Foresta Umbra

Sentiero natura
03 luglio 2021

Pur non avendola attraversata lungo l'itinerario principale, pensiamo sia una tappa imperdibile nella visita del Gargano.

E' abbastanza ovvio che in riferimento a questo "sperone" del "tacco d'Italia" si pensi al mare e alla luce accecante del sole. Perciò è tanto più sorprendente ritrovarsi d'un tratto nel folto di un paesaggio che tanto assomiglia a quello alpino. Naturalmente la vegetazione è diversa: pini e abeti sono sostituiti da faggi e querce secolari ma ciò che più impressiona è il repentino passaggio dalla luce all'ombra. Proprio per questo si chiama "Umbra".

Abbiamo lasciato Vieste e percorso la SS89 che scorre a sud dell'area centrale ma in pochi chilometri abbiamo dovuto riporre gli occhiali da sole e accendere i fari. La strada sembrava bagnata anche senza pioggia e ad ogni spazio, parcheggino o area di sosta era forte la tentazione di fermarsi per respirarla ques'ombra, addentrarsi nel folto, appisolarsi sul cuscino di foglie.
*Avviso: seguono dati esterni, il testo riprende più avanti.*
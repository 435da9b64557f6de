//! # Portfolio RAG CLI (`prag`)
//!
//! ## Commands
//!
//! | Command | Description |
//! |---------|-------------|
//! | `prag ingest` | Build the flat vector index from local files and GitHub |
//! | `prag search "<query>"` | Nearest-neighbour search over the flat index |
//! | `prag graph ingest` | Fold every document into the knowledge graph |
//! | `prag graph query` | Ask the knowledge graph one or more questions |
//! | `prag github repos <user>` | List a user's public repositories |
//!
//! Ingestion commands print their run status as JSON on stdout and exit
//! non-zero when the status is `error`. Logs go to stderr (`RUST_LOG`).

use clap::{Args, Parser, Subcommand};
use std::path::PathBuf;
use std::process::ExitCode;

use portfolio_rag::config::{self, Config};
use portfolio_rag::embedding::create_provider;
use portfolio_rag::github::GithubClient;
use portfolio_rag::graph::pipeline::{
    ingest_graph, print_report, query_graph, GraphIngestOptions, GraphQueryOptions,
};
use portfolio_rag::graph::{QueryMode, QueryParam};
use portfolio_rag::ingest::{ingest, GithubOptions, IngestOptions};
use portfolio_rag::models::RunStatus;
use portfolio_rag::search::{print_hits, search_index};

/// Portfolio RAG: document ingestion and retrieval for a portfolio assistant.
///
/// All commands accept a `--config` flag pointing to a TOML configuration
/// file. A missing file means defaults.
#[derive(Parser)]
#[command(
    name = "prag",
    about = "Portfolio RAG: ingest documents and repositories into a vector index or knowledge graph",
    version
)]
struct Cli {
    /// Path to configuration file (TOML).
    #[arg(long, global = true, default_value = "./config/prag.toml")]
    config: PathBuf,

    #[command(subcommand)]
    command: Commands,
}

#[derive(Subcommand)]
enum Commands {
    /// Extract, chunk, tag, and embed documents into a flat vector index.
    ///
    /// Writes `portfolio_index.bin` and `portfolio_metadata.json` to the
    /// output directory, replacing any previous run.
    Ingest {
        #[command(flatten)]
        sources: SourceArgs,

        /// Directory for the index and metadata files.
        #[arg(long, default_value = "./data/index")]
        output_dir: PathBuf,

        /// Embedding model name [default: sentence-transformers/all-MiniLM-L6-v2].
        #[arg(long)]
        embedding_model: Option<String>,
    },

    /// Search the flat vector index.
    Search {
        /// The search query string.
        query: String,

        /// Directory holding the index and metadata files.
        #[arg(long, default_value = "./data/index")]
        index_dir: PathBuf,

        /// Maximum number of results to return.
        #[arg(long, default_value_t = 5)]
        top_k: usize,

        /// Embedding model; must match the one used for ingestion.
        #[arg(long)]
        embedding_model: Option<String>,

        /// Print hits as JSON instead of the numbered listing.
        #[arg(long)]
        json: bool,
    },

    /// Knowledge-graph ingestion and querying (requires GOOGLE_API_KEY).
    Graph {
        #[command(subcommand)]
        action: GraphAction,
    },

    /// GitHub helpers.
    Github {
        #[command(subcommand)]
        action: GithubAction,
    },
}

#[derive(Subcommand)]
enum GraphAction {
    /// Concatenate every document and insert it into the knowledge graph.
    Ingest {
        #[command(flatten)]
        sources: SourceArgs,

        /// Graph working directory.
        #[arg(long, default_value = "./data/graph_storage")]
        output_dir: PathBuf,

        #[command(flatten)]
        models: GraphModelArgs,
    },

    /// Query the knowledge graph and export the results as JSON.
    Query {
        /// Graph working directory.
        #[arg(long, default_value = "./data/graph_storage")]
        working_dir: PathBuf,

        /// A single question.
        #[arg(long)]
        query: Option<String>,

        /// File with one question per line.
        #[arg(long)]
        queries_file: Option<PathBuf>,

        #[arg(long, value_enum, default_value_t = QueryMode::Hybrid)]
        mode: QueryMode,

        /// Entities, relations, or chunks pulled into context [default: graph.top_k].
        #[arg(long)]
        top_k: Option<usize>,

        /// Where to write the results JSON.
        #[arg(long, default_value = "./data/graph_results.json")]
        output_file: PathBuf,

        #[command(flatten)]
        models: GraphModelArgs,
    },
}

#[derive(Subcommand)]
enum GithubAction {
    /// List a user's public repositories as `owner/repo`.
    Repos {
        user: String,

        #[arg(long, env = "GITHUB_TOKEN", hide_env_values = true)]
        github_token: Option<String>,
    },
}

/// Where documents come from.
#[derive(Args)]
struct SourceArgs {
    /// Directory of local documents.
    #[arg(long, default_value = "./data/documents")]
    source_dir: PathBuf,

    /// Also harvest GitHub repositories.
    #[arg(long)]
    enable_github: bool,

    /// Repositories as `owner/repo`.
    #[arg(long, num_args = 1..)]
    github_repos: Vec<String>,

    /// Harvest every public repository of this user.
    #[arg(long)]
    github_user: Option<String>,

    #[arg(long, env = "GITHUB_TOKEN", hide_env_values = true)]
    github_token: Option<String>,
}

impl SourceArgs {
    fn github(&self) -> GithubOptions {
        GithubOptions {
            enabled: self.enable_github,
            repos: self.github_repos.clone(),
            user: self.github_user.clone(),
            token: self.github_token.clone(),
        }
    }
}

#[derive(Args)]
struct GraphModelArgs {
    /// Gemini model for text generation [default: gemini-2.0-flash-exp].
    #[arg(long)]
    llm_model: Option<String>,

    /// Gemini model for embeddings [default: models/text-embedding-004].
    #[arg(long)]
    embedding_model: Option<String>,
}

impl GraphModelArgs {
    fn apply(&self, cfg: &mut Config) {
        if let Some(model) = &self.llm_model {
            cfg.llm.model = model.clone();
        }
        if let Some(model) = &self.embedding_model {
            cfg.llm.embedding_model = model.clone();
        }
    }
}

fn init_tracing() {
    let filter = tracing_subscriber::EnvFilter::try_from_default_env()
        .unwrap_or_else(|_| tracing_subscriber::EnvFilter::new("info"));
    let _ = tracing_subscriber::fmt()
        .with_env_filter(filter)
        .with_writer(std::io::stderr)
        .with_target(false)
        .try_init();
}

impl Commands {
    /// Ingestion commands always answer with a status document on stdout.
    fn reports_status(&self) -> bool {
        matches!(
            self,
            Commands::Ingest { .. }
                | Commands::Graph {
                    action: GraphAction::Ingest { .. }
                }
        )
    }
}

fn print_status(status: &RunStatus) -> anyhow::Result<ExitCode> {
    println!("{}", serde_json::to_string_pretty(status)?);
    Ok(if status.is_success() {
        ExitCode::SUCCESS
    } else {
        ExitCode::FAILURE
    })
}

#[tokio::main]
async fn main() -> ExitCode {
    let _ = dotenvy::dotenv();
    init_tracing();
    let cli = Cli::parse();

    match run(cli).await {
        Ok(code) => code,
        Err(e) => {
            eprintln!("Error: {:#}", e);
            ExitCode::FAILURE
        }
    }
}

async fn run(cli: Cli) -> anyhow::Result<ExitCode> {
    let mut cfg = match config::load_or_default(&cli.config) {
        Ok(cfg) => cfg,
        Err(e) if cli.command.reports_status() => {
            return print_status(&RunStatus::error(format!("Configuration error: {:#}", e)));
        }
        Err(e) => return Err(e),
    };

    match cli.command {
        Commands::Ingest {
            sources,
            output_dir,
            embedding_model,
        } => {
            if let Some(model) = embedding_model {
                cfg.embedding.model = Some(model);
            }
            let options = IngestOptions {
                source_dir: sources.source_dir.clone(),
                output_dir,
                github: sources.github(),
            };
            let status = ingest(&cfg, &options).await;
            print_status(&status)
        }
        Commands::Search {
            query,
            index_dir,
            top_k,
            embedding_model,
            json,
        } => {
            if let Some(model) = embedding_model {
                cfg.embedding.model = Some(model);
            }
            let embedder = create_provider(&cfg.embedding).await?;
            let hits = search_index(&index_dir, embedder.as_ref(), &query, top_k).await?;
            if json {
                println!("{}", serde_json::to_string_pretty(&hits)?);
            } else {
                print_hits(&hits);
            }
            Ok(ExitCode::SUCCESS)
        }
        Commands::Graph { action } => match action {
            GraphAction::Ingest {
                sources,
                output_dir,
                models,
            } => {
                models.apply(&mut cfg);
                let options = GraphIngestOptions {
                    source_dir: sources.source_dir.clone(),
                    output_dir,
                    github: sources.github(),
                };
                let status = ingest_graph(&cfg, &options).await;
                print_status(&status)
            }
            GraphAction::Query {
                working_dir,
                query,
                queries_file,
                mode,
                top_k,
                output_file,
                models,
            } => {
                models.apply(&mut cfg);
                let options = GraphQueryOptions {
                    working_dir,
                    query,
                    queries_file,
                    param: QueryParam {
                        mode,
                        top_k: top_k.unwrap_or(cfg.graph.top_k),
                    },
                    output_file: Some(output_file),
                };
                let outcome = query_graph(&cfg, &options).await;
                print_report(&outcome);
                Ok(if outcome.is_success() {
                    ExitCode::SUCCESS
                } else {
                    ExitCode::FAILURE
                })
            }
        },
        Commands::Github { action } => match action {
            GithubAction::Repos { user, github_token } => {
                let client = GithubClient::new(&cfg.github, github_token)?;
                let repos = client.list_user_repos(&user).await?;
                if repos.is_empty() {
                    println!("No public repositories found for {}.", user);
                }
                for repo in repos {
                    println!("{}", repo);
                }
                Ok(ExitCode::SUCCESS)
            }
        },
    }
}
pub async fn run_graph_ingestion(
    config: &Config,
    options: &GraphIngestOptions,
    graph: &mut dyn KnowledgeGraph,
) -> RunStatus {
    info!(
        source = %options.source_dir.display(),
        output = %options.output_dir.display(),
        "starting knowledge graph ingestion"
    );

    if let Err(e) = std::fs::create_dir_all(&options.output_dir) {
        error!(dir = %options.output_dir.display(), error = %e, "could not create working directory");
        return RunStatus::error(format!("Knowledge graph initialization failed: {}", e));
    }
    if let Err(e) = graph.initialize_storages().await {
        error!(error = %e, "could not initialize graph storages");
        return RunStatus::error(format!("Knowledge graph initialization failed: {}", e));
    }

    let corpus = match collect_corpus(config, &options.source_dir, &options.github).await {
        Ok(corpus) => corpus,
        Err(e) => {
            error!(error = %e, "could not collect documents");
            finalize_quietly(graph).await;
            return RunStatus::error(format!("Document collection failed: {}", e));
        }
    };

    if corpus.trim().chars().count() < MIN_CORPUS_CHARS {
        warn!("no substantial text collected; nothing inserted");
        finalize_quietly(graph).await;
        return RunStatus::error("No documents found to process");
    }

    let text_length = corpus.chars().count();
    info!(chars = text_length, "inserting corpus into knowledge graph");
    if let Err(e) = graph.insert(&corpus).await {
        error!(error = %e, "knowledge graph insertion failed");
        finalize_quietly(graph).await;
        return RunStatus::error(format!("Knowledge graph insertion failed: {}", e));
    }

    if let Err(e) = graph.finalize_storages().await {
        error!(error = %e, "could not finalize graph storages");
        return RunStatus::error(format!("Finalization failed: {}", e));
    }

    info!("knowledge graph ingestion finished");
    RunStatus {
        output_dir: Some(options.output_dir.clone()),
        text_length: Some(text_length),
        ..RunStatus::success("Processed documents into knowledge graph")
    }
}

/// Open the store in `working_dir` and answer the requested questions.
/// Results are exported to `output_file` when one is given.
pub async fn query_graph(config: &Config, options: &GraphQueryOptions) -> QueryOutcome {
    if !options.working_dir.is_dir() {
        error!(dir = %options.working_dir.display(), "working directory not found; run graph ingestion first");
        return QueryOutcome::Failed(RunStatus::error("Failed to initialize knowledge graph"));
    }
    let mut store = match build_store(config, &options.working_dir) {
        Ok(store) => store,
        Err(e) => {
            error!(error = %e, "could not configure knowledge graph");
            return QueryOutcome::Failed(RunStatus::error("Failed to initialize knowledge graph"));
        }
    };
    if let Err(e) = store.initialize_storages().await {
        error!(error = %e, "could not load graph storages");
        return QueryOutcome::Failed(RunStatus::error("Failed to initialize knowledge graph"));
    }
    run_queries(&mut store, options).await
}

/// Answer the questions in `options` against an initialized graph.
pub async fn run_queries(
    graph: &mut dyn KnowledgeGraph,
    options: &GraphQueryOptions,
) -> QueryOutcome {
    let queries = match read_queries(options) {
        Ok(queries) => queries,
        Err(e) => {
            error!(error = %e, "could not read queries");
            finalize_quietly(graph).await;
            return QueryOutcome::Failed(RunStatus::error(e.to_string()));
        }
    };
    if queries.is_empty() {
        error!("no query provided; use --query or --queries-file");
        finalize_quietly(graph).await;
        return QueryOutcome::Failed(RunStatus::error("No query provided"));
    }

    let mut results = Vec::with_capacity(queries.len());
    for query in &queries {
        results.push(run_query(&*graph, query, &options.param).await);
    }
    let outcome = if results.len() == 1 {
        QueryOutcome::Single(results.remove(0))
    } else {
        QueryOutcome::Batch(results)
    };

    if let Some(path) = &options.output_file {
        match export_results(&outcome, path) {
            Ok(()) => info!(path = %path.display(), "results exported"),
            Err(e) => error!(path = %path.display(), error = %e, "error exporting results"),
        }
    }

    finalize_quietly(graph).await;
    outcome
}

async fn run_query(graph: &dyn KnowledgeGraph, query: &str, param: &QueryParam) -> QueryResult {
    info!(mode = %param.mode, query = %query, "querying knowledge graph");
    match graph.query(query, param).await {
        Ok(result) => {
            info!(chars = result.chars().count(), "query completed");
            QueryResult::Success {
                query: query.to_string(),
                mode: param.mode,
                result,
                top_k: param.top_k,
            }
        }
        Err(e) => {
            error!(error = %e, "query failed");
            QueryResult::Error {
                query: query.to_string(),
                mode: param.mode,
                error: e.to_string(),
            }
        }
    }
}

/// `--query` wins over `--queries-file`.
fn read_queries(options: &GraphQueryOptions) -> Result<Vec<String>> {
    if let Some(query) = options.query.as_deref().filter(|q| !q.trim().is_empty()) {
        return Ok(vec![query.to_string()]);
    }
    let Some(path) = &options.queries_file else {
        return Ok(Vec::new());
    };
    let content = std::fs::read_to_string(path).map_err(|e| {
        anyhow::anyhow!("Failed to read queries file {}: {}", path.display(), e)
    })?;
    Ok(content
        .lines()
        .map(str::trim)
        .filter(|l| !l.is_empty())
        .map(str::to_string)
        .collect())
}

/// Write `outcome` as 2-space-indented JSON, creating parent directories.
pub fn export_results(outcome: &QueryOutcome, path: &Path) -> Result<()> {
    if let Some(parent) = path.parent().filter(|p| !p.as_os_str().is_empty()) {
        std::fs::create_dir_all(parent)?;
    }
    let json = serde_json::to_string_pretty(outcome)?;
    std::fs::write(path, json)?;
    Ok(())
}

async fn finalize_quietly(graph: &mut dyn KnowledgeGraph) {
    if let Err(e) = graph.finalize_storages().await {
        warn!(error = %e, "could not finalize graph storages");
    }
}

/// Print the human-readable results block.
pub fn print_report(outcome: &QueryOutcome) {
    let rule = "=".repeat(80);
    println!("\n{}", rule);
    println!("QUERY RESULTS");
    println!("{}", rule);
    match outcome {
        QueryOutcome::Batch(results) => {
            for (i, result) in results.iter().enumerate() {
                print!("\n[Query {}] ", i + 1);
                print_result(result);
            }
        }
        QueryOutcome::Single(result) => {
            print!("\nQuery: ");
            print_result(result);
        }
        QueryOutcome::Failed(status) => {
            println!("\nQuery: N/A");
            println!("Status: error");
            println!("Error: {}\n", status.message);
        }
    }
    println!("{}", rule);
}

fn print_result(result: &QueryResult) {
    match result {
        QueryResult::Success { query, result, .. } => {
            println!("{}", query);
            println!("Status: success");
            println!("\n{}\n", result);
        }
        QueryResult::Error { query, error, .. } => {
            println!("{}", query);
            println!("Status: error");
            println!("Error: {}\n", error);
        }
    }
}

#[cfg(test)]
mod tests {
    use super::*;
    use crate::graph::GraphError;
    use async_trait::async_trait;

    /// Records inserts and echoes queries; a query containing "fail" errors.
    #[derive(Default)]
    struct RecordingGraph {
        initialized: bool,
        finalized: usize,
        inserted: Vec<String>,
    }

    #[async_trait]
    impl KnowledgeGraph for RecordingGraph {
        async fn initialize_storages(&mut self) -> Result<(), GraphError> {
            self.initialized = true;
            Ok(())
        }
        async fn insert(&mut self, text: &str) -> Result<(), GraphError> {
            self.inserted.push(text.to_string());
            Ok(())
        }
        async fn query(&self, query: &str, param: &QueryParam) -> Result<String, GraphError> {
            if query.contains("fail") {
                return Err(GraphError::Llm("boom".to_string()));
            }
            Ok(format!("{}:{}", param.mode, query))
        }
        async fn finalize_storages(&mut self) -> Result<(), GraphError> {
            self.finalized += 1;
            Ok(())
        }
    }

    fn query_options(dir: &Path) -> GraphQueryOptions {
        GraphQueryOptions {
            working_dir: dir.to_path_buf(),
            query: None,
            queries_file: None,
            param: QueryParam {
                mode: QueryMode::Hybrid,
                top_k: 10,
            },
            output_file: None,
        }
    }

    #[tokio::test]
    async fn short_corpus_is_not_inserted() {
        let dir = tempfile::tempdir().unwrap();
        let source = dir.path().join("docs");
        std::fs::create_dir_all(&source).unwrap();
        std::fs::write(source.join("note.txt"), "A short note that is long enough to extract.").unwrap();

        let options = GraphIngestOptions {
            source_dir: source,
            output_dir: dir.path().join("graph"),
            github: GithubOptions::default(),
        };
        let mut graph = RecordingGraph::default();
        let status = run_graph_ingestion(&Config::default(), &options, &mut graph).await;

        assert!(!status.is_success());
        assert_eq!(status.message, "No documents found to process");
        assert!(graph.inserted.is_empty());
        assert_eq!(graph.finalized, 1);
    }

    #[tokio::test]
    async fn corpus_carries_source_headers() {
        let dir = tempfile::tempdir().unwrap();
        let source = dir.path().join("docs");
        std::fs::create_dir_all(source.join("projects")).unwrap();
        let body = "Designed and shipped a distributed cache in Rust. ".repeat(4);
        std::fs::write(source.join("projects").join("cache.txt"), &body).unwrap();
        std::fs::write(source.join("about.txt"), &body).unwrap();

        let options = GraphIngestOptions {
            source_dir: source,
            output_dir: dir.path().join("graph"),
            github: GithubOptions::default(),
        };
        let mut graph = RecordingGraph::default();
        let status = run_graph_ingestion(&Config::default(), &options, &mut graph).await;

        assert!(status.is_success(), "{:?}", status);
        assert_eq!(status.message, "Processed documents into knowledge graph");
        assert!(graph.initialized);
        assert_eq!(graph.finalized, 1);
        assert_eq!(graph.inserted.len(), 1);
        let blob = &graph.inserted[0];
        assert!(blob.starts_with("\n\n--- Source: about.txt ---\n"));
        assert!(blob.contains("\n\n\n\n--- Source: projects/cache.txt ---\n"));
        assert_eq!(status.text_length, Some(blob.chars().count()));
        assert_eq!(status.output_dir, Some(options.output_dir.clone()));
        assert!(options.output_dir.is_dir());
    }

    #[tokio::test]
    async fn no_query_is_an_error() {
        let dir = tempfile::tempdir().unwrap();
        let mut graph = RecordingGraph::default();
        let outcome = run_queries(&mut graph, &query_options(dir.path())).await;
        match outcome {
            QueryOutcome::Failed(status) => assert_eq!(status.message, "No query provided"),
            other => panic!("unexpected outcome: {:?}", other),
        }
        assert_eq!(graph.finalized, 1);
    }

    #[tokio::test]
    async fn batch_captures_per_query_failures_and_exports() {
        let dir = tempfile::tempdir().unwrap();
        let queries = dir.path().join("queries.txt");
        std::fs::write(&queries, "What languages?\n\n  please fail  \nWhich projects?\n").unwrap();
        let output = dir.path().join("out").join("results.json");

        let options = GraphQueryOptions {
            queries_file: Some(queries),
            output_file: Some(output.clone()),
            ..query_options(dir.path())
        };
        let mut graph = RecordingGraph::default();
        let outcome = run_queries(&mut graph, &options).await;

        let QueryOutcome::Batch(results) = &outcome else {
            panic!("expected batch, got {:?}", outcome);
        };
        assert_eq!(results.len(), 3);
        assert!(results[0].is_success());
        assert!(!results[1].is_success());
        assert!(results[2].is_success());

        let written: serde_json::Value =
            serde_json::from_str(&std::fs::read_to_string(&output).unwrap()).unwrap();
        assert_eq!(written[0]["status"], "success");
        assert_eq!(written[0]["result"], "hybrid:What languages?");
        assert_eq!(written[0]["top_k"], 10);
        assert_eq!(written[1]["status"], "error");
        assert_eq!(written[1]["query"], "please fail");
        assert_eq!(written[1]["error"], "language model error: boom");
    }

    #[tokio::test]
    async fn single_query_wins_over_file() {
        let dir = tempfile::tempdir().unwrap();
        let options = GraphQueryOptions {
            query: Some("Who is this?".to_string()),
            queries_file: Some(dir.path().join("missing.txt")),
            param: QueryParam {
                mode: QueryMode::Naive,
                top_k: 3,
            },
            ..query_options(dir.path())
        };
        let mut graph = RecordingGraph::default();
        let outcome = run_queries(&mut graph, &options).await;
        assert_eq!(
            serde_json::to_value(&outcome).unwrap(),
            serde_json::json!({
                "status": "success",
                "query": "Who is this?",
                "mode": "naive",
                "result": "naive:Who is this?",
                "top_k": 3
            })
        );
    }

    #[tokio::test]
    async fn missing_working_dir_fails_before_any_backend_call() {
        let dir = tempfile::tempdir().unwrap();
        let options = GraphQueryOptions {
            query: Some("q".to_string()),
            ..query_options(&dir.path().join("absent"))
        };
        let outcome = query_graph(&Config::default(), &options).await;
        assert!(!outcome.is_success());
        assert_eq!(
            serde_json::to_value(&outcome).unwrap()["message"],
            "Failed to initialize knowledge graph"
        );
    }

    #[test]
    fn embedding_settings_follow_llm_section() {
        let cfg = graph_embedding_config(&Config::default());
        assert_eq!(cfg.provider, "gemini");
        assert_eq!(cfg.model.as_deref(), Some("models/text-embedding-004"));
        assert_eq!(cfg.dims, Some(768));
    }
}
Abitiamo nelle prealpi del nord Italia e siamo abbastanza abituati ai boschi, faggete e pinete appena fuori casa. Qui l'effetto è diverso, direi più selvaggio, tenebroso appunto, eppure fantastico proprio nel senso d'invito a fantasticare su possibili avventure e incontri con gli animali che certamente popolano quest' habitat incontaminato. Per certi versi ricorda paradossalmente le foreste del nord europa e le tante fiabe lì ambientate.

Poi, superato il valico, la strada scende tortuosa verso Mattinata e la costa. La vista si apre sulla pianura, il sole ritorna accecante e il mare riappare all'orizzonte tra gli uliveti che popolano i declivi.